This is the official Tensorflow implementation of TAC-GAN model presented in https://arxiv.org/abs/1703.06412.

Text Conditioned Auxiliary Classifier Generative Adversarial Network, (TAC-GAN) is a text to image Generative Adversarial Network (GAN) for synthesizing images from their text descriptions. TAC-GAN builds upon the AC-GAN by conditioning the generated images on a text description instead of on a class label. In the presented TAC-GAN model, the input vector of the Generative network is built based on a noise vector and another vector containing an embedded representation of the textual description. While the Discriminator is similar to that of the AC-GAN, it is also augmented to receive the text information as input before performing its classification.

For embedding the textual descriptions of the images into vectors we used skip-thought vectors

The following is the architecture of the TAC-GAN model

Prerequisites

Some important dependencies are the following and the rest can be installed using the requirements.txt

Python 3.5
Tensorflow 1.2.0
Theano 0.9.0 : for skip thought vectors
scikit-learn : for skip thought vectors
NLTK 3.2.1 : for skip thought vectors

It is recommended to use a virtual environment for running this project and installing the required dependencies in it by using the requirements.txt file.

The project has been tested on a Ubuntu 14.04 machine with an 12 GB NVIDIA Titen X GPU

1. Setup and Run

1.1. Clone the Repository

git clone https://github.com/dashayushman/TAC-GAN.git
cd TAC-GAN

1.2. Download the Dataset

The model presented in the paper was trained on the flowers dataset.

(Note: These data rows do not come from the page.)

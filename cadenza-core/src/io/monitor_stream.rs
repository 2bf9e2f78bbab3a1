// Cadenza
// Copyright (c) 2019-2024 The Project Cadenza Developers.
//
// This Source Code Form is subject to the terms of the Mozilla Public
// License, v. 2.0. If a copy of the MPL was not distributed with this
// file, You can obtain one at https://mozilla.org/MPL/2.0/.

use std::io;

use super::ReadBytes;

/// A `Monitor` observes every byte read through a [`MonitorStream`]. The CRC and MD5 checksums
/// are monitors.
pub trait Monitor {
    fn process_byte(&mut self, byte: u8);

    fn process_buf_bytes(&mut self, buf: &[u8]);

    #[inline(always)]
    fn process_double_bytes(&mut self, buf: [u8; 2]) {
        self.process_buf_bytes(&buf);
    }

    #[inline(always)]
    fn process_triple_bytes(&mut self, buf: [u8; 3]) {
        self.process_buf_bytes(&buf);
    }

    #[inline(always)]
    fn process_quad_bytes(&mut self, buf: [u8; 4]) {
        self.process_buf_bytes(&buf);
    }
}

/// A `MonitorStream` forwards every byte read from the inner stream to a [`Monitor`].
///
/// Monitor streams nest. A frame reader wraps the source in a stream monitoring the frame
/// checksum, then wraps that in a second stream monitoring the header checksum.
pub struct MonitorStream<B: ReadBytes, M: Monitor> {
    inner: B,
    monitor: M,
}

impl<B: ReadBytes, M: Monitor> MonitorStream<B, M> {
    pub fn new(inner: B, monitor: M) -> MonitorStream<B, M> {
        MonitorStream { inner, monitor }
    }

    pub fn monitor(&self) -> &M {
        &self.monitor
    }

    /// Consumes the stream, returning the inner stream and the monitor.
    pub fn into_parts(self) -> (B, M) {
        (self.inner, self.monitor)
    }

    #[inline(always)]
    fn observe<const N: usize>(&mut self, bytes: [u8; N]) -> [u8; N] {
        self.monitor.process_buf_bytes(&bytes);
        bytes
    }
}

impl<B: ReadBytes, M: Monitor> ReadBytes for MonitorStream<B, M> {
    #[inline(always)]
    fn read_byte(&mut self) -> io::Result<u8> {
        let byte = self.inner.read_byte()?;
        self.monitor.process_byte(byte);
        Ok(byte)
    }

    #[inline(always)]
    fn read_double_bytes(&mut self) -> io::Result<[u8; 2]> {
        let bytes = self.inner.read_double_bytes()?;
        Ok(self.observe(bytes))
    }

    #[inline(always)]
    fn read_triple_bytes(&mut self) -> io::Result<[u8; 3]> {
        let bytes = self.inner.read_triple_bytes()?;
        Ok(self.observe(bytes))
    }

    #[inline(always)]
    fn read_quad_bytes(&mut self) -> io::Result<[u8; 4]> {
        let bytes = self.inner.read_quad_bytes()?;
        Ok(self.observe(bytes))
    }

    fn read_buf(&mut self, buf: &mut [u8]) -> io::Result<usize> {
        let len = self.inner.read_buf(buf)?;
        self.monitor.process_buf_bytes(&buf[..len]);
        Ok(len)
    }

    fn read_buf_exact(&mut self, buf: &mut [u8]) -> io::Result<()> {
        self.inner.read_buf_exact(buf)?;
        self.monitor.process_buf_bytes(buf);
        Ok(())
    }

    fn ignore_bytes(&mut self, mut count: u64) -> io::Result<()> {
        // Ignored bytes are still observed.
        let mut buf = [0u8; 64];

        while count > 0 {
            let len = count.min(buf.len() as u64) as usize;
            self.read_buf_exact(&mut buf[..len])?;
            count -= len as u64;
        }

        Ok(())
    }

    #[inline(always)]
    fn pos(&self) -> u64 {
        self.inner.pos()
    }
}

#[cfg(test)]
mod tests {
    use super::*;
    use crate::io::BufReader;

    #[derive(Default)]
    struct Tally {
        count: usize,
        sum: u32,
    }

    impl Monitor for Tally {
        fn process_byte(&mut self, byte: u8) {
            self.count += 1;
            self.sum += u32::from(byte);
        }

        fn process_buf_bytes(&mut self, buf: &[u8]) {
            for &byte in buf {
                self.process_byte(byte);
            }
        }
    }

    #[test]
    fn verify_nested_monitors() {
        let data = [1u8, 2, 3, 4, 5, 6, 7, 8, 9, 10];

        let mut outer = MonitorStream::new(BufReader::new(&data), Tally::default());
        outer.read_double_bytes().unwrap();

        {
            let mut inner = MonitorStream::new(&mut outer, Tally::default());
            inner.read_quad_bytes().unwrap();
            assert_eq!(inner.monitor().count, 4);
            assert_eq!(inner.monitor().sum, 3 + 4 + 5 + 6);
        }

        outer.ignore_bytes(3).unwrap();
        assert_eq!(outer.monitor().count, 9);
        assert_eq!(outer.monitor().sum, 45);
        assert_eq!(outer.pos(), 9);

        let (mut reader, tally) = outer.into_parts();
        assert_eq!(tally.count, 9);
        assert_eq!(reader.read_u8().unwrap(), 10);
    }
}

This To train the TAC-GAN on the flowers dataset, first, download the dataset by doing the following,

Download the flower images from here. Extract the 102flowers.tgz file and copy the extracted jpg folder to Data/datasets/flowers
Download the captions from here. Extract the downloaded file, copy the text_c10 folder and paste it in Data/datasets/flowers directory
Download the pretrained skip-thought vectors model from here and copy the downloaded files to Data/skipthoughts

NB: It is recommended to keep all the images in an SSD if available. This makes the batch loading and processing operation faster.

1.3. Data Preprocessing

Extract the skip-thought features for the captions and prepare the dataset for training by running the following script

python dataprep.py --data_dir=Data --dataset=flowers

This script will create a set of pickled files in the datet directory which will be used during training. The following are the available flags for data preparation:

FLAG	VALUE TYPE	DEFAULT VALUE	DESCRIPTION
data_dir	str	Data	The data directory
dataset	str	flowers	Dataset to use. For Eg., "flowers"

1.4. Training

To train TAC-GAN with the default hyper parameters run the following script

python train.py --dataset="flowers" --model_name=TAC-GAN

While training, you can montor samples generated by the model in the Data/training/TAC_GAN/samples directory. Notice that a directory is created according to the "model_name" taht you provide. This directory contains all the data related to a particular experiment. This can also be considered as an "experiment name" too.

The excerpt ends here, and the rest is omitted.